What you should do >>
Those lines of the records that contain "hello" are to be located and copied.

++++ Task input ++++

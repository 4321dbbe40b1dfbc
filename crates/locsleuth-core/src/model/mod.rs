/// Data model for the locsleuth aggregation tree.
///
/// Re-exports the arena-allocated tree structure and supporting types.
pub mod count;
pub mod dir_node;
pub mod dir_tree;

pub use dir_node::{DirNode, NodeIndex};
pub use dir_tree::DirTree;
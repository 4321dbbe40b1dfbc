/// Fatal error taxonomy.
///
/// None of these are recovered: every variant terminates the run. Variants
/// carry the offending path plus the underlying `io::Error` so the frontend
/// can print a useful message before exiting with the matching code.
use std::io;
use std::path::PathBuf;
use thiserror::Error;

/// Structural failures of the aggregation tree.
#[derive(Debug, Error)]
pub enum TreeError {
    /// The up-front arena reservation could not be satisfied.
    #[error("cannot reserve storage for {requested} directory nodes")]
    Reserve { requested: usize },

    /// Insertion was attempted past the frozen capacity. A hard ceiling,
    /// never silent truncation: node references stay valid only because
    /// the arena never reallocates after the reservation.
    #[error("directory limit of {max_nodes} nodes exceeded")]
    CapacityExceeded { max_nodes: usize },

    /// `insert_root` was called on a tree that already has a root.
    #[error("tree root is already set")]
    RootAlreadySet,
}

/// Everything that can abort a scan.
#[derive(Debug, Error)]
pub enum ScanError {
    /// A directory could not be opened for listing.
    #[error("cannot open {} as a directory", path.display())]
    DirOpen {
        path: PathBuf,
        #[source]
        source: io::Error,
    },

    /// A matched source file could not be opened or read as text.
    #[error("cannot open {} as a text file", path.display())]
    FileOpen {
        path: PathBuf,
        #[source]
        source: io::Error,
    },

    /// An entry's type/metadata could not be queried.
    #[error("cannot stat {}", path.display())]
    Metadata {
        path: PathBuf,
        #[source]
        source: io::Error,
    },

    /// The aggregation tree refused to grow (reservation or capacity).
    #[error(transparent)]
    Tree(#[from] TreeError),
}

impl ScanError {
    /// Process exit code for this error.
    ///
    /// `1` for unreadable files and directories, `2` for metadata query
    /// failures. Usage errors (handled by the CLI before a scan starts)
    /// also exit with `1`.
    pub fn exit_code(&self) -> i32 {
        match self {
            ScanError::Metadata { .. } => 2,
            ScanError::DirOpen { .. } | ScanError::FileOpen { .. } | ScanError::Tree(_) => 1,
        }
    }
}
//! locsleuth — hierarchical C/C++ line counter.
//!
//! Thin binary entry point. All logic lives in the `locsleuth-core`
//! and `locsleuth-cli` crates.

use tracing_subscriber::EnvFilter;

fn main() {
    // Initialise structured logging. Diagnostics go to stderr so stdout
    // carries nothing but the report.
    tracing_subscriber::fmt()
        .with_env_filter(
            EnvFilter::try_from_env("LOCSLEUTH_LOG").unwrap_or_else(|_| EnvFilter::new("warn")),
        )
        .with_writer(std::io::stderr)
        .init();

    tracing::debug!("locsleuth starting");

    std::process::exit(locsleuth_cli::run());
}
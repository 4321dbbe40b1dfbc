/// Recursive directory walker — the sequential scan phase.
///
/// Every successfully scanned directory yields exactly one `DirNode`,
/// empty directories included. Per-file line counts are added to the
/// *owning* directory's node only; ancestor totals are filled in later by
/// consolidation. Counts go through the node's atomic accumulator, so the
/// same walk can later be split across worker threads scanning sibling
/// subtrees without touching this code's contract.
use crate::error::ScanError;
use crate::model::{DirTree, NodeIndex};
use crate::scanner::progress::ScanProgress;

use compact_str::CompactString;
use crossbeam_channel::Sender;
use std::fs::File;
use std::io::{ErrorKind, Read};
use std::path::Path;
use tracing::warn;

/// Suffixes recognised as C/C++ source text. Case-sensitive, fixed.
pub const SOURCE_SUFFIXES: [&str; 4] = [".c", ".h", ".cpp", ".hpp"];

/// Chunk size for the line-counting read loop.
const READ_CHUNK_SIZE: usize = 8 * 1024;

/// Directory entries processed between progress messages.
const PROGRESS_UPDATE_INTERVAL: u64 = 256;

/// Running totals for one walk.
#[derive(Debug, Default, Clone, Copy)]
pub struct ScanStats {
    /// Matching source files whose lines were counted.
    pub files_counted: u64,
    /// Directories visited — each one owns a tree node.
    pub dirs_scanned: u64,
    /// Newline bytes seen across all counted files.
    pub lines_counted: u64,
}

/// Does this file name carry one of the recognised source suffixes?
fn is_source_file(name: &str) -> bool {
    SOURCE_SUFFIXES.iter().any(|suffix| name.ends_with(suffix))
}

/// Count raw line-feed bytes in a file, reading in fixed-size chunks.
///
/// No normalisation: a final line without a trailing newline is not
/// counted, and `\r` is just another byte.
pub fn count_lines(path: &Path) -> Result<u64, ScanError> {
    let mut file = File::open(path).map_err(|source| ScanError::FileOpen {
        path: path.to_path_buf(),
        source,
    })?;

    let mut chunk = [0u8; READ_CHUNK_SIZE];
    let mut lines: u64 = 0;
    loop {
        let read = match file.read(&mut chunk) {
            Ok(0) => break,
            Ok(n) => n,
            Err(err) if err.kind() == ErrorKind::Interrupted => continue,
            Err(source) => {
                return Err(ScanError::FileOpen {
                    path: path.to_path_buf(),
                    source,
                })
            }
        };
        lines += chunk[..read].iter().filter(|&&byte| byte == b'\n').count() as u64;
    }
    Ok(lines)
}

/// State threaded through the recursive walk.
pub(crate) struct Walker<'a> {
    tree: &'a mut DirTree,
    progress: Option<&'a Sender<ScanProgress>>,
    stats: ScanStats,
    entries_seen: u64,
}

impl<'a> Walker<'a> {
    pub(crate) fn new(tree: &'a mut DirTree, progress: Option<&'a Sender<ScanProgress>>) -> Self {
        Self {
            tree,
            progress,
            stats: ScanStats::default(),
            entries_seen: 0,
        }
    }

    pub(crate) fn into_stats(self) -> ScanStats {
        self.stats
    }

    /// Scan one directory into a fresh node under `parent` (tree root when
    /// `parent` is `None`), recursing into subdirectories.
    pub(crate) fn scan_directory(
        &mut self,
        parent: Option<NodeIndex>,
        path: &Path,
    ) -> Result<NodeIndex, ScanError> {
        // The root keeps the path exactly as the caller supplied it;
        // children are labelled by their path segment.
        let name = match parent {
            None => CompactString::new(path.to_string_lossy()),
            Some(_) => {
                CompactString::new(path.file_name().unwrap_or(path.as_os_str()).to_string_lossy())
            }
        };
        let node = match parent {
            None => self.tree.insert_root(name)?,
            Some(p) => self.tree.insert_child(p, name)?,
        };
        self.stats.dirs_scanned += 1;

        let entries = std::fs::read_dir(path).map_err(|source| ScanError::DirOpen {
            path: path.to_path_buf(),
            source,
        })?;

        for entry in entries {
            let entry = match entry {
                Ok(entry) => entry,
                Err(err) => {
                    // Mid-listing enumeration failure: the entry itself is
                    // unusable but the directory handle survives.
                    warn!("skipping unreadable entry in {}: {err}", path.display());
                    continue;
                }
            };

            let file_name = entry.file_name();
            let file_name = file_name.to_string_lossy();
            // Hidden entries, which also covers the `.`/`..` pseudo-entries
            // on platforms that report them.
            if file_name.starts_with('.') {
                continue;
            }
            self.entries_seen += 1;

            let entry_path = entry.path();
            // stat, following symlinks like the classic walk does.
            let metadata =
                std::fs::metadata(&entry_path).map_err(|source| ScanError::Metadata {
                    path: entry_path.clone(),
                    source,
                })?;

            if metadata.is_dir() {
                self.scan_directory(Some(node), &entry_path)?;
            } else if metadata.is_file() && is_source_file(&file_name) {
                let lines = count_lines(&entry_path)?;
                // Credit the owning directory only; ancestors are filled
                // in by consolidation.
                self.tree.get(node).add_file_lines(lines);
                self.stats.files_counted += 1;
                self.stats.lines_counted += lines;
            }

            if self.entries_seen.is_multiple_of(PROGRESS_UPDATE_INTERVAL) {
                self.send_update(&entry_path);
            }
        }

        Ok(node)
    }

    fn send_update(&self, current: &Path) {
        if let Some(tx) = self.progress {
            let _ = tx.send(ScanProgress::Update {
                stats: self.stats,
                current_path: current.to_string_lossy().into_owned(),
            });
        }
    }
}
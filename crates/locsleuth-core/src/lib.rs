/// locsleuth Core — scanning, consolidation, and data model.
///
/// This crate contains all business logic with zero CLI dependencies.
/// It is designed to be reusable across different frontends (CLI, TUI, GUI).
///
/// # Modules
///
/// - [`model`] — Arena-allocated directory tree and supporting types.
/// - [`scanner`] — Recursive filesystem walk with progress reporting.
/// - [`consolidate`] — Bottom-up folding of line totals and sibling ordering.
/// - [`error`] — Fatal error taxonomy and its process exit codes.
pub mod consolidate;
pub mod error;
pub mod model;
pub mod scanner;
/// Scan progress reporting — lightweight messages sent from the scan
/// thread to the frontend via a crossbeam channel.
use super::walk::ScanStats;
use std::time::Duration;

/// Progress updates sent from the scan thread.
///
/// The tree itself is not in these messages; it comes back through
/// [`super::ScanHandle::join`] once the walk has finished.
#[derive(Debug)]
pub enum ScanProgress {
    /// Periodic update with running totals.
    Update {
        stats: ScanStats,
        current_path: String,
    },
    /// The walk finished without error.
    Complete { stats: ScanStats, duration: Duration },
}
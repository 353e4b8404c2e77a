use std::{
    fs::File,
    io::IsTerminal,
    path::{Path, PathBuf},
    sync::{Arc, atomic::AtomicBool},
    time::{Duration, SystemTime},
};

use commands::{
    CommandError, CommandRegistry, CommandSpec, CommandStep, NoPrompt, RunEvent, RunStatus,
};
use debugger::{
    Status,
    testing::{Call, ScriptedFactory},
};
use documents::{AutosaveChoice, AutosavePrompt, Buffer, Language, Region};
use find::{FindLoc, FindRequest};
use project::{
    ActiveView, DebugIntent, EventQueue, Intent, IntentContext, Outcome, Project, Services,
    UiEvent,
};
use state::{ProjectSettings, RecentPaths, StateManager};
use tracing_subscriber::EnvFilter;

// test suite "constructor"
#[ctor::ctor]
fn init() {
    let in_ci = std::env::var("CI")
        .map(|val| val == "true")
        .unwrap_or(false);

    if std::io::stderr().is_terminal() || in_ci {
        let _ = tracing_subscriber::fmt()
            .with_env_filter(EnvFilter::from_default_env())
            .try_init();
    } else {
        let _ = tracing_subscriber::fmt()
            .with_env_filter(EnvFilter::from_default_env())
            .json()
            .try_init();
    }

    // error traces
    let _ = color_eyre::install();
}

fn sh(name: &str, script: &str) -> CommandSpec {
    let mut spec = CommandSpec::new("Test", name, vec![CommandStep::new("sh", &["-c", script])]);
    spec.wait = true;
    spec
}

fn write(root: &Path, rel: &str, contents: &str) -> PathBuf {
    let path = root.join(rel);
    if let Some(parent) = path.parent() {
        std::fs::create_dir_all(parent).unwrap();
    }
    std::fs::write(&path, contents).unwrap();
    path
}

struct Fixture {
    dir: tempfile::TempDir,
    factory: ScriptedFactory,
    project: Project,
}

fn fixture(configure: impl FnOnce(&mut Services)) -> Fixture {
    let dir = tempfile::tempdir().unwrap();
    let factory = ScriptedFactory::new();
    let mut services = Services::new(Arc::new(factory.clone()));
    services.registry = CommandRegistry::new(vec![
        sh("Cat", "cat {FilePath}"),
        sh("Hook", "echo saved > {FilePath}.hook"),
        sh("Env", "echo GO111MODULE=$GO111MODULE"),
    ]);
    configure(&mut services);

    let mut settings = ProjectSettings::new(dir.path());
    settings.go_mod = true;
    settings.run_exec = PathBuf::from("app");
    let project = Project::new(settings, services);
    Fixture {
        dir,
        factory,
        project,
    }
}

struct Answer(AutosaveChoice);

impl AutosavePrompt for Answer {
    fn autosave_found(&self, _path: &Path, _sidecar: &Path) -> AutosaveChoice {
        self.0
    }
}

fn ctx<'a>(active: Option<&'a ActiveView>, cancel: &'a Arc<AtomicBool>) -> IntentContext<'a> {
    IntentContext {
        active,
        prompter: &NoPrompt,
        cancel,
    }
}

#[test]
fn go_module_flag_reaches_commands() {
    let mut f = fixture(|_| {});
    assert_eq!(f.project.env().get("GO111MODULE"), Some("on"));

    let status = f
        .project
        .run_command("Test: Env", None, &NoPrompt)
        .unwrap()
        .wait();
    assert_eq!(status, RunStatus::Success);
    let sink = f.project.runner().sinks().get("Test: Env").unwrap();
    assert!(sink.text().contains("GO111MODULE=on"));

    f.project.update_settings(|s| s.go_mod = false);
    assert_eq!(
        f.project.runner().env().get("GO111MODULE").map(String::as_str),
        Some("off")
    );
}

#[test]
fn commands_bind_the_active_file() {
    let mut f = fixture(|_| {});
    let path = write(f.dir.path(), "notes.txt", "hello from notes\n");

    let err = f
        .project
        .run_command("Test: Cat", None, &NoPrompt)
        .unwrap_err();
    assert!(matches!(
        err.downcast_ref::<CommandError>(),
        Some(CommandError::NoActiveBuffer(_))
    ));

    let buffer = f.project.open_file(&path, &Answer(AutosaveChoice::Discard)).unwrap();
    let active = ActiveView::new(buffer);
    let status = f
        .project
        .run_command("Test: Cat", Some(&active), &NoPrompt)
        .unwrap()
        .wait();
    assert_eq!(status, RunStatus::Success);
    assert_eq!(
        f.project.arg_values().get("FilePath"),
        Some(&*path.to_string_lossy())
    );
    let sink = f.project.runner().sinks().get("Test: Cat").unwrap();
    assert!(sink.text().contains("hello from notes"));
}

#[test]
fn saving_runs_language_hooks() {
    let mut f = fixture(|services| {
        services
            .lang_opts
            .set_post_save(Language::Markdown, vec!["Test: Hook".to_string()]);
    });
    let path = write(f.dir.path(), "README.md", "# title\n");
    let buffer = f.project.open_file(&path, &Answer(AutosaveChoice::Discard)).unwrap();
    let active = ActiveView::new(Arc::clone(&buffer));

    let cancel = Arc::new(AtomicBool::new(false));
    let outcome = f.project.perform(Intent::Save, ctx(Some(&active), &cancel)).unwrap();
    assert!(matches!(outcome, Outcome::Saved(1)));

    // wait for the hook through the running table
    let handle = f.project.runner().running().get("Test: Hook");
    if let Some(handle) = handle {
        handle.wait();
    }
    let hook = f.dir.path().join("README.md.hook");
    let deadline = std::time::Instant::now() + Duration::from_secs(10);
    while !hook.exists() && std::time::Instant::now() < deadline {
        std::thread::sleep(Duration::from_millis(20));
    }
    assert!(hook.exists());

    let err = f.project.perform(Intent::Save, ctx(None, &cancel)).unwrap_err();
    assert!(err.to_string().contains("active editor view"));
}

#[test]
fn leftover_autosave_can_be_opened_separately() {
    let f = fixture(|_| {});
    let path = write(f.dir.path(), "a.txt", "saved\n");
    write(f.dir.path(), "#a.txt#", "unsaved\n");

    f.project
        .open_file(&path, &Answer(AutosaveChoice::OpenSeparately))
        .unwrap();
    assert_eq!(f.project.docs().names(), vec!["a.txt", "#a.txt#"]);

    // opening again just brings the buffer forward
    let again = f
        .project
        .open_file(&path, &Answer(AutosaveChoice::Discard))
        .unwrap();
    assert_eq!(again.text(), "saved\n");
    assert_eq!(f.project.docs().len(), 2);
    assert!(f.dir.path().join("#a.txt#").exists());
}

#[test]
fn leftover_autosave_can_be_discarded() {
    let f = fixture(|_| {});
    let path = write(f.dir.path(), "a.txt", "saved\n");
    write(f.dir.path(), "#a.txt#", "unsaved\n");

    f.project
        .open_file(&path, &Answer(AutosaveChoice::Discard))
        .unwrap();
    assert_eq!(f.project.docs().names(), vec!["a.txt"]);
    assert!(!f.dir.path().join("#a.txt#").exists());
}

#[test]
fn find_and_replace_through_intents() {
    let mut f = fixture(|_| {});
    let open = write(f.dir.path(), "open.go", "old\n");
    write(f.dir.path(), "sub/closed.go", "old old\n");
    let buffer = f.project.open_file(&open, &Answer(AutosaveChoice::Discard)).unwrap();
    let cancel = Arc::new(AtomicBool::new(false));

    let request = FindRequest {
        replace: "new".to_string(),
        ..FindRequest::new("old", FindLoc::All)
    };
    let Outcome::Searching(job) = f
        .project
        .perform(Intent::Find(request.clone()), ctx(None, &cancel))
        .unwrap()
    else {
        panic!("expected a running find");
    };
    let results = job.join().unwrap().unwrap();
    let view = f.project.show_find(results).unwrap();
    assert_eq!(f.project.find_results().unwrap().total(), 3);
    assert_eq!(f.project.settings().find_params, request);
    assert!(view.text().contains("[2] "));

    let Outcome::Replaced(n) = f
        .project
        .perform(Intent::ReplaceAll, ctx(None, &cancel))
        .unwrap()
    else {
        panic!("expected a replace count");
    };
    assert_eq!(n, 3);
    assert_eq!(buffer.text(), "new\n");
    let closed = f
        .project
        .docs()
        .by_path(&f.dir.path().join("sub/closed.go"))
        .unwrap();
    assert_eq!(closed.text(), "new new\n");
    assert!(closed.is_dirty());
}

++++

Finished exercise >>
    let path = write(f.dir.path(), "notes.txt", "hello from notes\n");
    assert!(sink.text().contains("hello from notes"));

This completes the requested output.